Check each line of the entries for "crate" and report the ones that have it.

[Dataset entries]
-- Opening Marker --

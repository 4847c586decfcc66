use anyhow::Result;
use bsl_common_types::{EnumWithName, MdoType, ModuleType};
use clap::Args;
use colored::Colorize;
use serde::Serialize;

use crate::context::CommandContext;

#[derive(Args, Debug)]
#[command(about = "List module kinds a metadata kind can own")]
pub struct ModulesArgs {
    /// Metadata kind in either language, singular or plural, e.g. `Catalog` or `Документы`
    kind: String,
}

#[derive(Debug, Serialize, PartialEq, Eq)]
#[serde(rename_all = "camelCase")]
pub struct ModuleReport {
    pub module_type: String,
    pub file_name: String,
}

/// Module kinds and file names of a metadata kind given by name.
///
/// # Errors
/// Returns error if the metadata kind is unknown.
pub fn modules_report(kind: &str) -> Result<(MdoType, Vec<ModuleReport>)> {
    let mdo_type = kind.parse::<MdoType>()?;
    let modules = ModuleType::by_mdo_type(mdo_type)
        .iter()
        .map(|module_type| ModuleReport {
            module_type: module_type.to_string(),
            file_name: module_type.file_name().to_string(),
        })
        .collect();
    Ok((mdo_type, modules))
}

/// List the modules of a metadata kind
///
/// # Errors
/// Returns error if the metadata kind is unknown.
pub async fn handle_modules(args: &ModulesArgs, context: &CommandContext) -> Result<()> {
    let (mdo_type, modules) = modules_report(&args.kind)?;
    let mut text = format!(
        "{} {}",
        context.spelling(&mdo_type.full_name()).bright_white().bold(),
        format!("({} modules)", modules.len()).bright_black(),
    );
    for module in &modules {
        text.push_str(&format!(
            "\n  {} {} {}",
            module.module_type.bright_green(),
            "→".bright_cyan(),
            module.file_name.bright_black()
        ));
    }
    context.print(&text, &modules)
}
use std::{collections::HashMap, fmt::Display, sync::LazyLock};

use serde::{Deserialize, Serialize};

use crate::enum_with_name::{EnumWithName, compute_keys};

macro_rules! v8_value_types {
    ($($variant:ident => ($en:literal, $ru:literal)),+ $(,)?) => {
        /// Types provided by the 1C:Enterprise 8 platform.
        #[derive(Debug, Clone, Copy, PartialEq, Eq, Hash, PartialOrd, Ord, Serialize, Deserialize)]
        pub enum V8ValueType {
            $($variant),+
        }

        impl EnumWithName for V8ValueType {
            fn values() -> &'static [Self] {
                &[$(Self::$variant),+]
            }

            fn name_en(&self) -> &'static str {
                match self {
                    $(Self::$variant => $en),+
                }
            }

            fn name_ru(&self) -> &'static str {
                match self {
                    $(Self::$variant => $ru),+
                }
            }
        }
    };
}

v8_value_types! {
    AccountingRecordType => ("AccountingRecordType", "ВидДвиженияБухгалтерии"),
    AccumulationRecordType => ("AccumulationRecordType", "ВидДвиженияНакопления"),
    Chart => ("Chart", "Диаграмма"),
    Color => ("Color", "Цвет"),
    ComparisonType => ("ComparisonType", "ВидСравнения"),
    DataAnalysisTimeIntervalUnitType => ("DataAnalysisTimeIntervalUnitType", "ТипЕдиницыИнтервалаВремениАнализаДанных"),
    DataCompositionSettingsComposer => ("DataCompositionSettingsComposer", "КомпоновщикНастроекКомпоновкиДанных"),
    DynamicList => ("DynamicList", "ДинамическийСписок"),
    Filter => ("Filter", "Отбор"),
    FixedArray => ("FixedArray", "ФиксированныйМассив"),
    FixedMap => ("FixedMap", "ФиксированноеСоответствие"),
    FixedStructure => ("FixedStructure", "ФиксированнаяСтруктура"),
    Font => ("Font", "Шрифт"),
    FormattedDocument => ("FormattedDocument", "ФорматированныйДокумент"),
    FormattedString => ("FormattedString", "ФорматированнаяСтрока"),
    GanttChart => ("GanttChart", "ДиаграммаГанта"),
    GeographicalSchema => ("GeographicalSchema", "ГеографическаяСхема"),
    GraphicalSchema => ("GraphicalSchema", "ГрафическаяСхема"),
    Order => ("Order", "Порядок"),
    PdfDocument => ("PDFDocument", "PDFДокумент"),
    Picture => ("Picture", "Картинка"),
    Planner => ("Planner", "Планировщик"),
    ReportBuilder => ("ReportBuilder", "ПостроительОтчета"),
    SettingsComposer => ("SettingsComposer", "НастройкиКомпоновщика"),
    SizeChangeMode => ("SizeChangeMode", "РежимИзмененияРазмера"),
    SpreadsheetDocument => ("SpreadsheetDocument", "ТабличныйДокумент"),
    StandardBeginningDate => ("StandardBeginningDate", "СтандартнаяДатаНачала"),
    StandardPeriod => ("StandardPeriod", "СтандартныйПериод"),
    TextDocument => ("TextDocument", "ТекстовыйДокумент"),
    TypeDescription => ("TypeDescription", "ОписаниеТипа"),
    Uuid => ("UUID", "УникальныйИдентификатор"),
    ValueList => ("ValueList", "СписокЗначений"),
    ValueStorage => ("ValueStorage", "ХранилищеЗначений"),
    ValueTable => ("ValueTable", "ТаблицаЗначений"),
    ValueTree => ("ValueTree", "ДеревоЗначений"),
    VerticalAlign => ("VerticalAlign", "ВертикальноеПоложение"),
}

static KEYS: LazyLock<HashMap<String, V8ValueType>> = LazyLock::new(compute_keys);

impl V8ValueType {
    #[must_use]
    pub fn value_by_name(name: &str) -> Option<Self> {
        KEYS.get(&name.to_lowercase()).copied()
    }
}

impl Display for V8ValueType {
    fn fmt(&self, f: &mut std::fmt::Formatter<'_>) -> std::fmt::Result {
        write!(f, "{}", self.name_en())
    }
}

-- Closing Marker --

[FINAL ANSWER]:
use crate::context::CommandContext;
use crate::enum_with_name::{EnumWithName, compute_keys};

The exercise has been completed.